[Saved entries]
------------------------------
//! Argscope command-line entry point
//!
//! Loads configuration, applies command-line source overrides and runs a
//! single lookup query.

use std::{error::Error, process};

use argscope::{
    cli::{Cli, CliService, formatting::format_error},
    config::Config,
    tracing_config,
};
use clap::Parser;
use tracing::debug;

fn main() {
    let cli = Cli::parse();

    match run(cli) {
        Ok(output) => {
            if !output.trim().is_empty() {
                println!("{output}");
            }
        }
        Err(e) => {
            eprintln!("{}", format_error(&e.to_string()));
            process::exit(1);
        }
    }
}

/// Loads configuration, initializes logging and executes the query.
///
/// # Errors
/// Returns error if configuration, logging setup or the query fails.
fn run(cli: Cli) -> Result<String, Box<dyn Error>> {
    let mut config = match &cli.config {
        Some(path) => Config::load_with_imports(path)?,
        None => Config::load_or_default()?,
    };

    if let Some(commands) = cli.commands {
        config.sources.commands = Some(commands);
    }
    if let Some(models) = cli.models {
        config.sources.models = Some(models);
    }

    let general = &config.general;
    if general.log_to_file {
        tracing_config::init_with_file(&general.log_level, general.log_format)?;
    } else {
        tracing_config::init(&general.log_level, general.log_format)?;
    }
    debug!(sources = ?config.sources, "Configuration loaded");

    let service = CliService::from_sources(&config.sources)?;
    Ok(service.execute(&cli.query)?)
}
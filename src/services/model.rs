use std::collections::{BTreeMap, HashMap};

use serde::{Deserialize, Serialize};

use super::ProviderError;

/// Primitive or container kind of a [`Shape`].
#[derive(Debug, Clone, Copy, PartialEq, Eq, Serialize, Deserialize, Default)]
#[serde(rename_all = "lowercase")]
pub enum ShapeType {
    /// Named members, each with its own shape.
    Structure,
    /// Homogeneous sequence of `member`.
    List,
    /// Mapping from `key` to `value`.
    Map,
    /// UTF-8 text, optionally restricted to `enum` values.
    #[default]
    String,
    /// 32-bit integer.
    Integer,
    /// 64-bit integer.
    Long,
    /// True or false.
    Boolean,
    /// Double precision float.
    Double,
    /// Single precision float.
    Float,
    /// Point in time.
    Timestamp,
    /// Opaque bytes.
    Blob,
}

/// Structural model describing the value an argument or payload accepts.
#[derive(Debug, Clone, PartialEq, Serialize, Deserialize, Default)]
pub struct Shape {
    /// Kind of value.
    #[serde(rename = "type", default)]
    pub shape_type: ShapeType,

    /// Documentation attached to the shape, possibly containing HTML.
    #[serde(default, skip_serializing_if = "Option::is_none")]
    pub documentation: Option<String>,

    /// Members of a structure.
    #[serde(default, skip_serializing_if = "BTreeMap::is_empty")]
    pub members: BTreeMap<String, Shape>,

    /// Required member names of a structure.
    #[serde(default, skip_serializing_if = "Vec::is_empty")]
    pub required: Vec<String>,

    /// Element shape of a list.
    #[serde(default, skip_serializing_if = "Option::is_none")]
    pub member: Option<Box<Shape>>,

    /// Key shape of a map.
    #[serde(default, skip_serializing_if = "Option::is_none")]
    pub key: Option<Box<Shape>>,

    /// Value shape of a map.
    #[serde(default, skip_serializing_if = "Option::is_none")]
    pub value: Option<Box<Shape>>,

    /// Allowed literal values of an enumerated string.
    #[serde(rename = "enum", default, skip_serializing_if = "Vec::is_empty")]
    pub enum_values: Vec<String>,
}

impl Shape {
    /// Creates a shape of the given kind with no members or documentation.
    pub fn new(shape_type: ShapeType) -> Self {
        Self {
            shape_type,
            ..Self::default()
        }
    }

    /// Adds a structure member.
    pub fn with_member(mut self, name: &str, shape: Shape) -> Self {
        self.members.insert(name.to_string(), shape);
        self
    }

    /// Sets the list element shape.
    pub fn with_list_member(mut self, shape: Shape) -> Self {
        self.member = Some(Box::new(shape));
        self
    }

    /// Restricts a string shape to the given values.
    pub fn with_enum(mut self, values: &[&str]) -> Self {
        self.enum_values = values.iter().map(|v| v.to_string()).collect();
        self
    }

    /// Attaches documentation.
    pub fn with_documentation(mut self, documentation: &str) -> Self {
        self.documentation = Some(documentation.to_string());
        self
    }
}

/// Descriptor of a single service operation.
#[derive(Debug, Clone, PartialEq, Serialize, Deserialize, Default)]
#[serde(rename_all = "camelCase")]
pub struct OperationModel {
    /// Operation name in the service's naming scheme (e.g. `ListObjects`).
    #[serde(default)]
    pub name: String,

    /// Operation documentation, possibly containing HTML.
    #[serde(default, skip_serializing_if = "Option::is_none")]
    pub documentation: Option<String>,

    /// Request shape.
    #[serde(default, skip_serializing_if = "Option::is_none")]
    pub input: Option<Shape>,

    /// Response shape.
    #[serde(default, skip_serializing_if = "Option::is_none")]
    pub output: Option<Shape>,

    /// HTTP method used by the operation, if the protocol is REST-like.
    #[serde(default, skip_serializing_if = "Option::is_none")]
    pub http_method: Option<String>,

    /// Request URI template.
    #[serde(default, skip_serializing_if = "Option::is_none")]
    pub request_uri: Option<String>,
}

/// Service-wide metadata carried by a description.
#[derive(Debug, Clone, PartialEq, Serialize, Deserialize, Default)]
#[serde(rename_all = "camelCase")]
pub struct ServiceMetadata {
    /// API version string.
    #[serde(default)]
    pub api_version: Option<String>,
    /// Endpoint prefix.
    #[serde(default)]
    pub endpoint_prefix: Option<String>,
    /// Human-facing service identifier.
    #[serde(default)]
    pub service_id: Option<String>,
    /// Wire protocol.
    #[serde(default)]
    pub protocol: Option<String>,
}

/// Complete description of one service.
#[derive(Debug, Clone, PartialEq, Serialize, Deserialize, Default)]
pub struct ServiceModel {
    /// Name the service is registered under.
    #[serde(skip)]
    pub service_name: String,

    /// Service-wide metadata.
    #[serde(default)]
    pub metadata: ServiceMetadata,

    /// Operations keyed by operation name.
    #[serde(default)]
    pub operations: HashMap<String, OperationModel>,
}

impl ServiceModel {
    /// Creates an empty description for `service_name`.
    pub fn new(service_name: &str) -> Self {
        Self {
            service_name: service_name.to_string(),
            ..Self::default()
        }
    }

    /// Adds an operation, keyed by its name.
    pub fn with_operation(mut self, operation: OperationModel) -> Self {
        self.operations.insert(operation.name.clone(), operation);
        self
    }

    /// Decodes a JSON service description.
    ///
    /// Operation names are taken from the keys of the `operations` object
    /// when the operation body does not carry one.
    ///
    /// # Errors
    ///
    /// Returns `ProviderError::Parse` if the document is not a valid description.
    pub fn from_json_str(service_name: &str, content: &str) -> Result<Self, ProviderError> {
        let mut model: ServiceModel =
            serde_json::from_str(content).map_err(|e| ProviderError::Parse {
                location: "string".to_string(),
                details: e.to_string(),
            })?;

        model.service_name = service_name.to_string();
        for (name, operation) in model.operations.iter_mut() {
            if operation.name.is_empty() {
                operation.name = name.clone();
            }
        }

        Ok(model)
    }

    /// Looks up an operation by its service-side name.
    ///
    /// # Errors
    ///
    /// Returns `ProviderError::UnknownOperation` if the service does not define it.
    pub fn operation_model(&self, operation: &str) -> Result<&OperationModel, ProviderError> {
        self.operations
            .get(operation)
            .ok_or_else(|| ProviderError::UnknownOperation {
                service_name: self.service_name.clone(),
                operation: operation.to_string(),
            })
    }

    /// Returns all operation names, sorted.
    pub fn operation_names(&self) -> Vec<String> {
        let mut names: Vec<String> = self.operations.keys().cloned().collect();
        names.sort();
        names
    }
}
------------------------------
# [Task item]
Copy out all lines from the records where the word "process" appears.

# [Response area]
use std::{error::Error, process};
            process::exit(1);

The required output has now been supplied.